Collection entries
________________________________________
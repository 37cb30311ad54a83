//! Subcommand implementations

pub mod agent;
pub mod market;
pub mod run;
//! Client session: API access plus an optional connected wallet

use std::sync::Arc;

use agentmarket_types::to_base_units;

use crate::chain::{PaymentGateway, PaymentReceipt};
use crate::client::MarketClient;
use crate::error::{SdkError, SdkResult};
use crate::models::{Agent, ExecutionResult, RunAgent};

/// A paid agent run
#[derive(Debug, Clone)]
pub struct Purchase {
    pub receipt: PaymentReceipt,
    pub result: ExecutionResult,
}

/// Marketplace session.
///
/// Browsing works without a wallet; buying requires one.
#[derive(Clone)]
pub struct Session {
    client: MarketClient,
    wallet: Option<Arc<dyn PaymentGateway>>,
}

impl Session {
    pub fn new(client: MarketClient) -> Self {
        Self {
            client,
            wallet: None,
        }
    }

    pub fn client(&self) -> &MarketClient {
        &self.client
    }

    pub fn connect_wallet(&mut self, wallet: Arc<dyn PaymentGateway>) {
        tracing::info!(address = wallet.address(), "Wallet connected");
        self.wallet = Some(wallet);
    }

    pub fn disconnect_wallet(&mut self) {
        self.wallet = None;
    }

    pub fn is_connected(&self) -> bool {
        self.wallet.is_some()
    }

    /// Connected wallet address
    pub fn address(&self) -> Option<&str> {
        self.wallet.as_deref().map(|w| w.address())
    }

    /// Pay for one run of `agent` and execute `prompt` once the payment is mined.
    ///
    /// A reverted or unconfirmed payment aborts before the agent runs.
    pub async fn purchase_and_run(&self, agent: &Agent, prompt: &str) -> SdkResult<Purchase> {
        let wallet = self.wallet.as_ref().ok_or(SdkError::WalletNotConnected)?;
        if !agent.active {
            return Err(SdkError::AgentInactive);
        }

        let contract_id = u64::try_from(agent.contract_id).map_err(|_| {
            SdkError::Config(format!("agent has invalid contract id {}", agent.contract_id))
        })?;
        let price = agent.price_amount()?;
        let value_wei = to_base_units(price)?;

        let tx_hash = wallet.submit_payment(contract_id, value_wei).await?;
        let receipt = wallet.wait_for_receipt(&tx_hash).await?;

        tracing::info!(
            tx_hash = %receipt.tx_hash,
            agent_id = %agent.id,
            "Payment confirmed, running agent"
        );

        let request = RunAgent::new(agent.agent_type.clone(), prompt).paid_by(
            agent.id.clone(),
            wallet.address(),
            receipt.tx_hash.clone(),
            price.to_string(),
        );
        let result = self.client.run_agent(&request).await?;

        Ok(Purchase { receipt, result })
    }
}
//! Custom Axum Extractors

use std::net::SocketAddr;

use axum::{
    async_trait,
    extract::{rejection::JsonRejection, ConnectInfo, FromRequest, FromRequestParts, Request},
    http::request::Parts,
    Json,
};
use serde::de::DeserializeOwned;
use validator::Validate;

use crate::error::ApiError;
use crate::rate_limit::RateLimiter;

// =============================================================================
// Validated JSON Extractor
// =============================================================================

/// JSON body that has passed its `validator` rules
pub struct ValidatedJson<T>(pub T);

#[async_trait]
impl<S, T> FromRequest<S> for ValidatedJson<T>
where
    S: Send + Sync,
    T: DeserializeOwned + Validate,
{
    type Rejection = ApiError;

    async fn from_request(req: Request, state: &S) -> Result<Self, Self::Rejection> {
        let Json(value) = Json::<T>::from_request(req, state)
            .await
            .map_err(json_rejection)?;

        value.validate()?;

        Ok(ValidatedJson(value))
    }
}

/// Body-level problems (syntax, missing fields, wrong types) become a single
/// `body` field error so every 400 has the same shape.
fn json_rejection(rejection: JsonRejection) -> ApiError {
    ApiError::invalid_field("body", rejection.body_text())
}

// =============================================================================
// Client IP Extractor
// =============================================================================

/// Client address used as the rate limit key.
///
/// Proxy headers (`X-Forwarded-For` first hop, then `X-Real-IP`) are honoured
/// only when the limiter trusts them; otherwise the socket peer is used.
pub struct ClientIp(pub String);

impl ClientIp {
    pub fn from_parts(parts: &Parts, trust_proxy_headers: bool) -> Self {
        let forwarded = if trust_proxy_headers {
            let headers = &parts.headers;
            headers
                .get("X-Forwarded-For")
                .or_else(|| headers.get("X-Real-IP"))
                .and_then(|v| v.to_str().ok())
                .and_then(|s| s.split(',').next())
                .map(|s| s.trim().to_string())
                .filter(|s| !s.is_empty())
        } else {
            None
        };

        let ip = forwarded
            .or_else(|| {
                parts
                    .extensions
                    .get::<ConnectInfo<SocketAddr>>()
                    .map(|ConnectInfo(addr)| addr.ip().to_string())
            })
            .unwrap_or_else(|| "unknown".to_string());

        ClientIp(ip)
    }
}

#[async_trait]
impl FromRequestParts<RateLimiter> for ClientIp {
    type Rejection = std::convert::Infallible;

    async fn from_request_parts(
        parts: &mut Parts,
        limiter: &RateLimiter,
    ) -> Result<Self, Self::Rejection> {
        Ok(Self::from_parts(parts, limiter.config().trust_proxy_headers))
    }
}

#[cfg(test)]
mod tests {
    use super::*;
    use axum::http::Request as HttpRequest;

    fn client_ip(request: HttpRequest<()>, trust_proxy_headers: bool) -> String {
        let (parts, _) = request.into_parts();
        ClientIp::from_parts(&parts, trust_proxy_headers).0
    }

    fn with_peer(mut request: HttpRequest<()>) -> HttpRequest<()> {
        request
            .extensions_mut()
            .insert(ConnectInfo(SocketAddr::from(([192, 168, 1, 20], 5000))));
        request
    }

    #[test]
    fn test_forwarded_for_first_hop_when_trusted() {
        let request = HttpRequest::builder()
            .header("X-Forwarded-For", "203.0.113.7, 10.0.0.1")
            .header("X-Real-IP", "198.51.100.9")
            .body(())
            .unwrap();
        assert_eq!(client_ip(with_peer(request), true), "203.0.113.7");
    }

    #[test]
    fn test_real_ip_when_trusted() {
        let request = HttpRequest::builder()
            .header("X-Real-IP", "198.51.100.9")
            .body(())
            .unwrap();
        assert_eq!(client_ip(with_peer(request), true), "198.51.100.9");
    }

    #[test]
    fn test_proxy_headers_ignored_by_default() {
        let request = HttpRequest::builder()
            .header("X-Forwarded-For", "203.0.113.7")
            .header("X-Real-IP", "198.51.100.9")
            .body(())
            .unwrap();
        assert_eq!(client_ip(with_peer(request), false), "192.168.1.20");
    }

    #[test]
    fn test_unknown_without_hints() {
        let request = HttpRequest::builder().body(()).unwrap();
        assert_eq!(client_ip(request, false), "unknown");
    }
}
________________________________________
# INSTRUCTIONS TO FOLLOW
Each line of the data should be transcribed exactly.

# COMPLETED EXERCISE
repository 37cb30311ad54a83
//! Subcommand implementations

pub mod agent;
pub mod market;
pub mod run;
//! Client session: API access plus an optional connected wallet

use std::sync::Arc;

use agentmarket_types::to_base_units;

use crate::chain::{PaymentGateway, PaymentReceipt};
use crate::client::MarketClient;
use crate::error::{SdkError, SdkResult};
use crate::models::{Agent, ExecutionResult, RunAgent};

/// A paid agent run
#[derive(Debug, Clone)]
pub struct Purchase {
    pub receipt: PaymentReceipt,
    pub result: ExecutionResult,
}

/// Marketplace session.
///
/// Browsing works without a wallet; buying requires one.
#[derive(Clone)]
pub struct Session {
    client: MarketClient,
    wallet: Option<Arc<dyn PaymentGateway>>,
}

impl Session {
    pub fn new(client: MarketClient) -> Self {
        Self {
            client,
            wallet: None,
        }
    }

    pub fn client(&self) -> &MarketClient {
        &self.client
    }

    pub fn connect_wallet(&mut self, wallet: Arc<dyn PaymentGateway>) {
        tracing::info!(address = wallet.address(), "Wallet connected");
        self.wallet = Some(wallet);
    }

    pub fn disconnect_wallet(&mut self) {
        self.wallet = None;
    }

    pub fn is_connected(&self) -> bool {
        self.wallet.is_some()
    }

    /// Connected wallet address
    pub fn address(&self) -> Option<&str> {
        self.wallet.as_deref().map(|w| w.address())
    }

    /// Pay for one run of `agent` and execute `prompt` once the payment is mined.
    ///
    /// A reverted or unconfirmed payment aborts before the agent runs.
    pub async fn purchase_and_run(&self, agent: &Agent, prompt: &str) -> SdkResult<Purchase> {
        let wallet = self.wallet.as_ref().ok_or(SdkError::WalletNotConnected)?;
        if !agent.active {
            return Err(SdkError::AgentInactive);
        }

        let contract_id = u64::try_from(agent.contract_id).map_err(|_| {
            SdkError::Config(format!("agent has invalid contract id {}", agent.contract_id))
        })?;
        let price = agent.price_amount()?;
        let value_wei = to_base_units(price)?;

        let tx_hash = wallet.submit_payment(contract_id, value_wei).await?;
        let receipt = wallet.wait_for_receipt(&tx_hash).await?;

        tracing::info!(
            tx_hash = %receipt.tx_hash,
            agent_id = %agent.id,
            "Payment confirmed, running agent"
        );

        let request = RunAgent::new(agent.agent_type.clone(), prompt).paid_by(
            agent.id.clone(),
            wallet.address(),
            receipt.tx_hash.clone(),
            price.to_string(),
        );
        let result = self.client.run_agent(&request).await?;

        Ok(Purchase { receipt, result })
    }
}
//! Custom Axum Extractors

use std::net::SocketAddr;

use axum::{
    async_trait,
    extract::{rejection::JsonRejection, ConnectInfo, FromRequest, FromRequestParts, Request},
    http::request::Parts,
    Json,
};
use serde::de::DeserializeOwned;
use validator::Validate;

use crate::error::ApiError;
use crate::rate_limit::RateLimiter;

// =============================================================================
// Validated JSON Extractor
// =============================================================================

/// JSON body that has passed its `validator` rules
pub struct ValidatedJson<T>(pub T);

#[async_trait]
impl<S, T> FromRequest<S> for ValidatedJson<T>
where
    S: Send + Sync,
    T: DeserializeOwned + Validate,
{
    type Rejection = ApiError;

    async fn from_request(req: Request, state: &S) -> Result<Self, Self::Rejection> {
        let Json(value) = Json::<T>::from_request(req, state)
            .await
            .map_err(json_rejection)?;

        value.validate()?;

        Ok(ValidatedJson(value))
    }
}

/// Body-level problems (syntax, missing fields, wrong types) become a single
/// `body` field error so every 400 has the same shape.
fn json_rejection(rejection: JsonRejection) -> ApiError {
    ApiError::invalid_field("body", rejection.body_text())
}

// =============================================================================
// Client IP Extractor
// =============================================================================

/// Client address used as the rate limit key.
///
/// Proxy headers (`X-Forwarded-For` first hop, then `X-Real-IP`) are honoured
/// only when the limiter trusts them; otherwise the socket peer is used.
pub struct ClientIp(pub String);

impl ClientIp {
    pub fn from_parts(parts: &Parts, trust_proxy_headers: bool) -> Self {
        let forwarded = if trust_proxy_headers {
            let headers = &parts.headers;
            headers
                .get("X-Forwarded-For")
                .or_else(|| headers.get("X-Real-IP"))
                .and_then(|v| v.to_str().ok())
                .and_then(|s| s.split(',').next())
                .map(|s| s.trim().to_string())
                .filter(|s| !s.is_empty())
        } else {
            None
        };

        let ip = forwarded
            .or_else(|| {
                parts
                    .extensions
                    .get::<ConnectInfo<SocketAddr>>()
                    .map(|ConnectInfo(addr)| addr.ip().to_string())
            })
            .unwrap_or_else(|| "unknown".to_string());

        ClientIp(ip)
    }
}

#[async_trait]
impl FromRequestParts<RateLimiter> for ClientIp {
    type Rejection = std::convert::Infallible;

    async fn from_request_parts(
        parts: &mut Parts,
        limiter: &RateLimiter,
    ) -> Result<Self, Self::Rejection> {
        Ok(Self::from_parts(parts, limiter.config().trust_proxy_headers))
    }
}

#[cfg(test)]
mod tests {
    use super::*;
    use axum::http::Request as HttpRequest;

    fn client_ip(request: HttpRequest<()>, trust_proxy_headers: bool) -> String {
        let (parts, _) = request.into_parts();
        ClientIp::from_parts(&parts, trust_proxy_headers).0
    }

    fn with_peer(mut request: HttpRequest<()>) -> HttpRequest<()> {
        request
            .extensions_mut()
            .insert(ConnectInfo(SocketAddr::from(([192, 168, 1, 20], 5000))));
        request
    }

    #[test]
    fn test_forwarded_for_first_hop_when_trusted() {
        let request = HttpRequest::builder()
            .header("X-Forwarded-For", "203.0.113.7, 10.0.0.1")
            .header("X-Real-IP", "198.51.100.9")
            .body(())
            .unwrap();
        assert_eq!(client_ip(with_peer(request), true), "203.0.113.7");
    }

    #[test]
    fn test_real_ip_when_trusted() {
        let request = HttpRequest::builder()
            .header("X-Real-IP", "198.51.100.9")
            .body(())
            .unwrap();
        assert_eq!(client_ip(with_peer(request), true), "198.51.100.9");
    }

    #[test]
    fn test_proxy_headers_ignored_by_default() {
        let request = HttpRequest::builder()
            .header("X-Forwarded-For", "203.0.113.7")
            .header("X-Real-IP", "198.51.100.9")
            .body(())
            .unwrap();
        assert_eq!(client_ip(with_peer(request), false), "192.168.1.20");
    }

    #[test]
    fn test_unknown_without_hints() {
        let request = HttpRequest::builder().body(()).unwrap();
        assert_eq!(client_ip(request, false), "unknown");
    }
}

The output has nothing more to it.